I heard that the 'little corporal' came from a combination of using the wrong measurement and bad company - Napoleon actually was about 5'7'', which was entirely normal for the time, but the French used a longer foot, so his height was reported as 5'3" or something similar. It didn't help that he surrounded himself with the tallest and most imposing guards that he could find.
 
it's always mentioned that the Ottoman loss in 1571 spelled the end of the threat to Christian dominion of the seas , because so many (sea-going) archers were lost .
 
French, Spanish, Portuguese, Italian, Romanian and to a less extent English are all languages derived from Latin. However, why doesn't Greece speak a Latin derived language? Why did they stick with Greek while many other places speak a Latin derived language? Greece was a Roman province longer than Gaul was and of course was the seat of power for the Byzantine Empire for another millennia after the fall of Rome.

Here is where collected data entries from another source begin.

impl EventPipeline {
    /// Create a new pipeline with its own, empty sink registry.
    ///
    /// The pipeline owns the registry: shutting the pipeline down shuts the active sink down.
    pub fn new(config: PipelineConfig) -> EventPipeline {
        EventPipeline::build(config, Arc::new(SinkRegistry::new()), true)
    }

    /// Create a new pipeline delivering to the sink held by `registry`.
    ///
    /// The registry may be shared with other pipelines. Shutting this pipeline down leaves the
    /// registered sink in place; whoever created the registry is responsible for shutting the
    /// sink down.
    pub fn with_registry(config: PipelineConfig, registry: Arc<SinkRegistry>) -> EventPipeline {
        EventPipeline::build(config, registry, false)
    }

    fn build(
        config: PipelineConfig,
        registry: Arc<SinkRegistry>,
        owns_registry: bool,
    ) -> EventPipeline {
        let buffer = Arc::new(EventBuffer::new(
            config.max_buffered_events,
            config.overflow_policy,
        ));
        let metrics = Arc::new(PipelineMetrics::new());
        let dispatcher = Arc::new(Dispatcher::new(
            config.clone(),
            buffer.clone(),
            registry.clone(),
            metrics.clone(),
        ));

        EventPipeline {
            config,
            state: AtomicU8::new(PipelineState::Uninitialized as u8),
            buffer,
            registry,
            metrics,
            dispatcher,
            signals: Arc::new(DeliverySignals::default()),
            delivery_thread: Mutex::new(None),
            owns_registry,
            lifecycle: Mutex::new(()),
        }
    }

    pub fn state(&self) -> PipelineState {
        PipelineState::from_u8(self.state.load(Ordering::Acquire))
    }

    fn set_state(&self, state: PipelineState) {
        self.state.store(state as u8, Ordering::Release);
    }

    fn lock_lifecycle(&self) -> MutexGuard<'_, ()> {
        self.lifecycle.lock().unwrap_or_else(|err| err.into_inner())
    }

    /// Start the active sink and the delivery thread.
    ///
    /// # Errors
    ///
    /// - [`Error::AlreadyStarted`] if the pipeline is running.
    /// - [`Error::AlreadyShutDown`] if the pipeline has been shut down.
    /// - [`Error::Io`] if the delivery thread failed to start.
    pub fn start(&self) -> Result<()> {
        let _lifecycle = self.lock_lifecycle();
        match self.state() {
            PipelineState::Uninitialized => {}
            PipelineState::Running => return Err(Error::AlreadyStarted),
            PipelineState::Draining | PipelineState::Shutdown => {
                return Err(Error::AlreadyShutDown)
            }
        }

        if let Some(sink) = self.registry.current() {
            sink.ensure_started();
        }

        let thread = DeliveryThread::start(
            self.dispatcher.clone(),
            self.signals.clone(),
            self.config.flush_interval,
        )?;
        *self
            .delivery_thread
            .lock()
            .unwrap_or_else(|err| err.into_inner()) = Some(thread);
        self.set_state(PipelineState::Running);
        log::debug!(target: "eventlog", "event pipeline started");

        if !self.buffer.is_empty() {
            // Deliver events recorded before start.
            self.signals.flush_requested.notify_one();
        }
        Ok(())
    }

    /// Register a new sink, replacing the active one.
    ///
    /// If the pipeline is running, the new sink is started before any events are routed to it.
    /// Returns the previous sink; batches already being delivered to it complete against it. The
    /// pipeline does not shut the previous sink down: call [`SinkHandle::shutdown`] if needed.
    ///
    /// A sink assembled from separate callbacks can be registered with [`FnSink`].
    pub fn set_sink(&self, sink: impl EventSink + 'static) -> Option<SinkHandle> {
        self.set_sink_handle(SinkHandle::new(sink))
    }

    pub fn set_sink_handle(&self, handle: SinkHandle) -> Option<SinkHandle> {
        if self.state() == PipelineState::Running {
            handle.ensure_started();
        }
        log::debug!(target: "eventlog", "registering new sink");
        self.registry.set_sink(handle)
    }

    /// Record an event for delivery.
    ///
    /// Never blocks on delivery. Returns `false` if the event was not accepted: the pipeline is
    /// shutting down, or the buffer is full (see
    /// [`OverflowPolicy`](crate::OverflowPolicy)).
    pub fn record(&self, event: Event) -> bool {
        match self.buffer.record(event) {
            RecordOutcome::Buffered => {
                self.metrics.record_accepted();
                true
            }
            RecordOutcome::FlushRequested => {
                self.metrics.record_accepted();
                self.signals.flush_requested.notify_one();
                true
            }
            RecordOutcome::Rejected(reason) => {
                self.metrics.record_rejected();
                log::debug!(target: "eventlog", "event rejected: {reason:?}");
                false
            }
        }
    }

    /// Ask the delivery thread to flush buffered events. Does not wait for delivery.
    ///
    /// Requests made while a flush is in flight are coalesced into a single follow-up flush.
    pub fn flush(&self) {
        self.signals.flush_requested.notify_one();
    }

    /// Stop accepting events, deliver buffered events, and shut the sink down.
    ///
    /// A rejected batch still waiting for a retry is dropped instead. If the pipeline was never
    /// started, buffered events are reported dropped with [`DeliveryError::NotStarted`]. The sink
    /// is only shut down if the pipeline owns its registry (see
    /// [`EventPipeline::with_registry`]).
    ///
    /// Waits up to [`PipelineConfig::shutdown_timeout`] for the final flush. Calling `shutdown()`
    /// more than once is a no-op.
    ///
    /// # Errors
    ///
    /// - [`Error::Delivery`] with [`DeliveryError::ShutdownTimeout`] if the final flush did not
    ///   finish in time. Undelivered events are reported as dropped.
    /// - [`Error::DeliveryThreadPanicked`] if the delivery thread panicked.
    pub fn shutdown(&self) -> Result<()> {
        let _lifecycle = self.lock_lifecycle();
        if matches!(
            self.state(),
            PipelineState::Draining | PipelineState::Shutdown
        ) {
            return Ok(());
        }

        log::debug!(target: "eventlog", "shutting down event pipeline");
        self.set_state(PipelineState::Draining);
        self.buffer.close();
        self.dispatcher.begin_shutdown();

        let thread = self
            .delivery_thread
            .lock()
            .unwrap_or_else(|err| err.into_inner())
            .take();
        let result = match thread {
            None => {
                self.drop_remaining(DeliveryError::NotStarted);
                Ok(())
            }
            Some(thread) => match thread.shutdown(self.config.shutdown_timeout) {
                Some(Ok(())) => Ok(()),
                Some(Err(err)) => {
                    self.drop_remaining(DeliveryError::Aborted);
                    Err(err)
                }
                None => {
                    log::warn!(target: "eventlog", "final flush did not finish within {:?}", self.config.shutdown_timeout);
                    let pending = self.buffer.discard();
                    let err = DeliveryError::ShutdownTimeout { pending };
                    if pending > 0 {
                        self.dispatcher.report_drop(&err, pending);
                    }
                    Err(err.into())
                }
            },
        };

        if self.owns_registry {
            if let Some(sink) = self.registry.take() {
                sink.shutdown();
            }
        }
        self.set_state(PipelineState::Shutdown);
        log::debug!(target: "eventlog", "event pipeline shut down");

        result
    }

    fn drop_remaining(&self, reason: DeliveryError) {
        let remaining = self.buffer.discard();
        if remaining > 0 {
            self.dispatcher.report_drop(&reason, remaining);
        }
    }

    pub fn registry(&self) -> &Arc<SinkRegistry> {
        &self.registry
    }

    /// Number of events waiting for the next flush.
    pub fn buffered_events(&self) -> usize {
        self.buffer.len()
    }

    pub fn metrics(&self) -> MetricsSnapshot {
        self.metrics.snapshot()
    }
}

I suppose the question could be simplified to why was the Byzantine Empire predominantly Greek? Why didn't Rome export it's language to the Greek lands?
 
Romans were lovers of Greek culture, essentially the first Hellenophiles, and Greek was often used where Latin was not. If anything, it was Greece who exported its culture to Rome, rather than the reverse.

Further, English isn't a Romance language at all: it's Germanic. The Normans imported the French language and (later) science/technology is to blame for the large amount of Graeco-Roman roots in the language.

(Warning: probably simplistic answer!)
 
It's probably also worth mentioning that they did, at least at the upper levels of society, spread Latin. Until at least the fifth century AD, educated people across the empire could read both languages, and a lot of public life in the east happened in Latin - in fact, the 'Roman' army in the East continued giving its drill commands in Latin long after the empire in the West had ceased to exist.